Patsy eyed her with admiration. “You’d never make a press agent—or a doctor, I’m afraid; you’re too truthful.”

“You see,” explained the old doctor, “these friends of yours are what we professional people term hypothetical cases. We’d like to be sure of something real.”

One of Patsy’s vagabond gloves closed over the doctor’s hand. “Bless you all for your goodness! but the people are more real than you think. Everybody believes I went back with the company and I never bothered them with the truth, you see. I’ve more than one good friend among the theatrical crowd right here; but—well, you know how it is; if you are a bit down on your luck you keep away from your own world, if you can. There is a girl—just about my own age—in society here. We did a lot for her in the way of giving her a good time when she was in Dublin, and I’ve seen her quite a bit over here. I’m going to her to get something to do before the season begins. She may need a secretary or a governess—or a—cook. Holy Saint Martin! but I can cook!” And Patsy clasped her hands in an ecstatic appreciation of her culinary art; it was the only one of which she was boastful.

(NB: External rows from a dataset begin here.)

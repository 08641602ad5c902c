// SPDX-FileCopyrightText: 2025 Google LLC
//
// SPDX-License-Identifier: Apache-2.0

//! The Foreman's main loop.
//!
//! Each call to [`Scheduler::poll`] makes at most one scheduling decision and
//! never waits for the NOC. Copies overlap with compute because the loop
//! returns immediately after submitting one and picks up the next task as
//! soon as the copy is done.

use agni_hal::interrupt::InterruptControl;
use agni_hal::memory_map::{KEY_SCRATCH, KEY_SCRATCH_BASE};
use agni_hal::mmio::RegisterInterface;
use agni_hal::noc::INTER_STAGE_TRANSFER_SIZE;
use agni_hal::wrench::{issue_matmul, ArrayShape, WrenchPort};
use log::{debug, error, trace};
use ufmt::derive::uDebug;

use crate::pipeline::Pipeline;
use crate::task::{Stage, Task};

/// How the scheduler learns that a copy has finished.
#[derive(uDebug, Debug, Copy, Clone, PartialEq, Eq)]
pub enum CompletionMode {
    /// The completion interrupt runs [`Pipeline::complete_transfer`].
    Interrupt,
    /// The scheduler checks the pending flag itself. For running with the
    /// completion interrupt disabled.
    Polled,
}

/// Why a [`SchedulerConfig`] was refused.
#[derive(uDebug, Debug, Copy, Clone, PartialEq, Eq)]
pub enum ConfigError {
    /// A transfer size of zero bytes.
    EmptyTransfer,
    /// The copy would not land entirely inside Key engine scratch memory.
    DestinationOutOfRange(u64),
}

/// Static parameters of the pipeline.
///
/// Only constructible through [`SchedulerConfig::new`] or from
/// [`SchedulerConfig::DEFAULT`], so every instance copies into Key scratch.
#[derive(uDebug, Debug, Copy, Clone, PartialEq, Eq)]
pub struct SchedulerConfig {
    shape: ArrayShape,
    transfer_size: u32,
    destination: u64,
    completion: CompletionMode,
}

impl SchedulerConfig {
    pub const DEFAULT: SchedulerConfig = SchedulerConfig {
        shape: ArrayShape::FULL,
        transfer_size: INTER_STAGE_TRANSFER_SIZE,
        destination: KEY_SCRATCH_BASE,
        completion: CompletionMode::Interrupt,
    };

    /// Refuses a copy of `transfer_size` bytes that does not fit at
    /// `destination` inside Key scratch.
    pub const fn new(
        shape: ArrayShape,
        transfer_size: u32,
        destination: u64,
        completion: CompletionMode,
    ) -> Result<SchedulerConfig, ConfigError> {
        if transfer_size == 0 {
            return Err(ConfigError::EmptyTransfer);
        }
        if !KEY_SCRATCH.contains_range(destination, transfer_size as u64) {
            return Err(ConfigError::DestinationOutOfRange(destination));
        }
        Ok(SchedulerConfig {
            shape,
            transfer_size,
            destination,
            completion,
        })
    }

    pub const fn with_completion(self, completion: CompletionMode) -> SchedulerConfig {
        SchedulerConfig { completion, ..self }
    }

    pub const fn with_shape(self, shape: ArrayShape) -> SchedulerConfig {
        SchedulerConfig { shape, ..self }
    }

    /// Tile shape configured on the Wrench for every task.
    pub const fn shape(&self) -> ArrayShape {
        self.shape
    }

    /// Bytes copied from Wrench scratch to the next stage per task.
    pub const fn transfer_size(&self) -> u32 {
        self.transfer_size
    }

    /// Where results are copied to; the input of the Key engine.
    pub const fn destination(&self) -> u64 {
        self.destination
    }

    pub const fn completion(&self) -> CompletionMode {
        self.completion
    }
}

impl Default for SchedulerConfig {
    fn default() -> Self {
        SchedulerConfig::DEFAULT
    }
}

/// What a single [`Scheduler::poll`] did.
#[derive(uDebug, Debug, Copy, Clone, PartialEq, Eq)]
pub enum Tick {
    /// The NOC is still copying; nothing was dispatched.
    TransferBusy,
    /// The last copy finished but its completion has not been handled yet.
    AwaitingCompletion,
    /// No work queued.
    Idle,
    /// A matmul task was issued to the Wrench and its result copy submitted.
    Dispatched(u32),
    /// A task was passed on to the next stage.
    HandedOff(u32),
}

/// Receives tasks for engines the Foreman does not drive itself.
///
/// This is how the rest of the system learns that a Wrench result has
/// arrived in Key scratch.
pub trait StageHandoff {
    fn hand_off(&mut self, task: &Task);
}

impl<F: FnMut(&Task)> StageHandoff for F {
    fn hand_off(&mut self, task: &Task) {
        self(task)
    }
}

/// Counters kept by the scheduler. They wrap on overflow.
#[derive(uDebug, Debug, Copy, Clone, PartialEq, Eq, Default)]
pub struct SchedulerStats {
    pub dispatched: u32,
    pub handed_off: u32,
    pub busy_polls: u32,
    pub awaiting_polls: u32,
    pub idle_polls: u32,
}

impl SchedulerStats {
    fn record(&mut self, tick: Tick) {
        let counter = match tick {
            Tick::TransferBusy => &mut self.busy_polls,
            Tick::AwaitingCompletion => &mut self.awaiting_polls,
            Tick::Idle => &mut self.idle_polls,
            Tick::Dispatched(_) => &mut self.dispatched,
            Tick::HandedOff(_) => &mut self.handed_off,
        };
        *counter = counter.wrapping_add(1);
    }
}

pub struct Scheduler<'p, R, I, W, H, const N: usize> {
    pipeline: &'p Pipeline<R, I, N>,
    wrench: W,
    handoff: H,
    idle_hook: Option<fn()>,
    stats: SchedulerStats,
}

impl<'p, R, I, W, H, const N: usize> Scheduler<'p, R, I, W, H, N>
where
    R: RegisterInterface,
    I: InterruptControl,
    W: WrenchPort,
    H: StageHandoff,
{
    pub fn new(pipeline: &'p Pipeline<R, I, N>, wrench: W, handoff: H) -> Self {
        Scheduler {
            pipeline,
            wrench,
            handoff,
            idle_hook: None,
            stats: SchedulerStats::default(),
        }
    }

    /// Call `hook` whenever [`Scheduler::step`] finds nothing to do, e.g. to
    /// wait for an interrupt.
    pub fn with_idle_hook(mut self, hook: fn()) -> Self {
        self.idle_hook = Some(hook);
        self
    }

    pub fn wrench(&self) -> &W {
        &self.wrench
    }

    pub fn stats(&self) -> SchedulerStats {
        self.stats
    }

    /// Make one scheduling decision.
    pub fn poll(&mut self) -> Tick {
        let tick = self.decide();
        trace!("{:?}", tick);
        self.stats.record(tick);
        tick
    }

    /// [`Scheduler::poll`], then run the idle hook if there was nothing to do.
    pub fn step(&mut self) -> Tick {
        let tick = self.poll();
        if let (Tick::Idle, Some(hook)) = (tick, self.idle_hook) {
            hook();
        }
        tick
    }

    /// Schedule forever.
    pub fn run(&mut self) -> ! {
        loop {
            self.step();
        }
    }

    fn decide(&mut self) -> Tick {
        let pipeline = self.pipeline;
        let config = pipeline.config();

        if pipeline.noc().is_busy() {
            return Tick::TransferBusy;
        }

        if pipeline.transfer_outstanding() {
            match config.completion() {
                CompletionMode::Polled if pipeline.noc().irq_pending() => {
                    pipeline.complete_transfer();
                }
                _ => return Tick::AwaitingCompletion,
            }
        }

        let Some(task) = pipeline.next_task() else {
            return Tick::Idle;
        };

        match task.stage {
            Stage::Matmul => {
                debug!("Dispatching job {}", task.job_id);
                issue_matmul(
                    &mut self.wrench,
                    config.shape(),
                    task.operand_a,
                    task.operand_b,
                    task.result,
                );
                if pipeline.submit_transfer(task).is_err() {
                    // Unreachable as long as this loop is the only submitter.
                    error!("NOC refused the result copy of job {}", task.job_id);
                }
                Tick::Dispatched(task.job_id)
            }
            Stage::Vector => {
                debug!("Handing off job {}", task.job_id);
                self.handoff.hand_off(&task);
                Tick::HandedOff(task.job_id)
            }
        }
    }
}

“I’ll tell you what,” said the old doctor, gruffly, “we will let you go if you will promise to come back if—if no one’s at home. It’s against rules, but I’ll see the superintendent keeps your bed for you to-night.”

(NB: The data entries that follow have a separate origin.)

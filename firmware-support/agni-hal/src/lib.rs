// SPDX-FileCopyrightText: 2025 Google LLC
//
// SPDX-License-Identifier: Apache-2.0

#![no_std]

pub mod interrupt;
pub mod memory_map;
pub mod mmio;
pub mod noc;
#[cfg(feature = "sim")]
pub mod sim;
pub mod time;
pub mod wrench;
// SPDX-FileCopyrightText: 2025 Google LLC
//
// SPDX-License-Identifier: Apache-2.0

//! Units of work flowing through the accelerator pipeline.

use agni_hal::memory_map::{is_wrench_operand, GLOBAL_DRAM, KEY_SCRATCH, WRENCH_SCRATCH};
use ufmt::derive::uDebug;

use crate::task_queue::QueueFull;

/// Engine a task runs on.
#[derive(uDebug, Debug, Copy, Clone, PartialEq, Eq)]
pub enum Stage {
    /// Matrix multiply on the Wrench, result copied to Key scratch.
    Matmul,
    /// Vector work on the Key engine.
    Vector,
}

/// A single job for one pipeline stage.
///
/// The addresses refer to data that lives elsewhere; a task carries no
/// payload of its own.
#[derive(uDebug, Debug, Copy, Clone, PartialEq, Eq)]
pub struct Task {
    pub job_id: u32,
    pub operand_a: u64,
    pub operand_b: u64,
    pub result: u64,
    pub stage: Stage,
}

impl Task {
    /// Placeholder used to fill unused queue storage.
    pub(crate) const EMPTY: Task = Task::matmul(0, 0, 0, 0);

    pub const fn matmul(job_id: u32, operand_a: u64, operand_b: u64, result: u64) -> Task {
        Task {
            job_id,
            operand_a,
            operand_b,
            result,
            stage: Stage::Matmul,
        }
    }

    pub const fn vector(job_id: u32, operand_a: u64, operand_b: u64, result: u64) -> Task {
        Task {
            job_id,
            operand_a,
            operand_b,
            result,
            stage: Stage::Vector,
        }
    }

    /// The Key-engine task that consumes this task's result once it has been
    /// copied to `input`.
    ///
    /// The Key engine works in place: it reads from and writes to `input`.
    /// Vector tasks are the last stage and have no follow-on.
    pub const fn follow_on(&self, input: u64) -> Option<Task> {
        match self.stage {
            Stage::Matmul => Some(Task::vector(self.job_id, input, input, input)),
            Stage::Vector => None,
        }
    }

    /// Check that every address the task touches is reachable by the engine
    /// that will use it.
    ///
    /// The result of a matmul task must fit `transfer_size` bytes inside Wrench
    /// scratch, since that is what gets copied to the next stage.
    pub fn validate(&self, transfer_size: u32) -> Result<(), SubmitError> {
        match self.stage {
            Stage::Matmul => {
                check(self.operand_a, is_wrench_operand(self.operand_a))?;
                check(self.operand_b, is_wrench_operand(self.operand_b))?;
                check(
                    self.result,
                    WRENCH_SCRATCH.contains_range(self.result, transfer_size as u64),
                )
            }
            Stage::Vector => {
                check(self.operand_a, is_key_operand(self.operand_a))?;
                check(self.operand_b, is_key_operand(self.operand_b))?;
                check(self.result, is_key_operand(self.result))
            }
        }
    }
}

fn is_key_operand(addr: u64) -> bool {
    KEY_SCRATCH.contains(addr) || GLOBAL_DRAM.contains(addr)
}

fn check(addr: u64, ok: bool) -> Result<(), SubmitError> {
    if ok {
        Ok(())
    } else {
        Err(SubmitError::AddressOutOfRange(addr))
    }
}

/// Why a task was not accepted.
#[derive(uDebug, Debug, Copy, Clone, PartialEq, Eq)]
pub enum SubmitError {
    /// The task queue has no room; retry once the scheduler has caught up.
    QueueFull,
    /// The address is outside the regions the target engine can reach.
    AddressOutOfRange(u64),
}

impl From<QueueFull> for SubmitError {
    fn from(_: QueueFull) -> SubmitError {
        SubmitError::QueueFull
    }
}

“Thank you,” said Patsy. She waved a farewell to the staff and the ward as she went through the door. “I don’t know where I’m going or what I shall be finding, but if it’s anything worth sharing I’ll send some back to you all.”

The staff watched her down the corridor to the elevator.

“Gee!” exclaimed the youngest doctor, his admiration working out to the surface. “When she’s made her name I’m going to marry her.”

“Oh, are you?” The voice of the old doctor took on its habitual tartness. “Acute touch of philanthropy, what—eh?”

Patricia O’Connell swung the hospital door behind her and stepped out into a blaze of June sunshine. “Holy Saint Patrick! but it feels good. Now if I could be an alley cat for two months I could get along fine.”

She cast a backward look toward the granite front of the City Hospital and her eyes grew as blue and soft as the waters of Killarney. “Sure, cat or human, the world’s a grand place to be alive in.”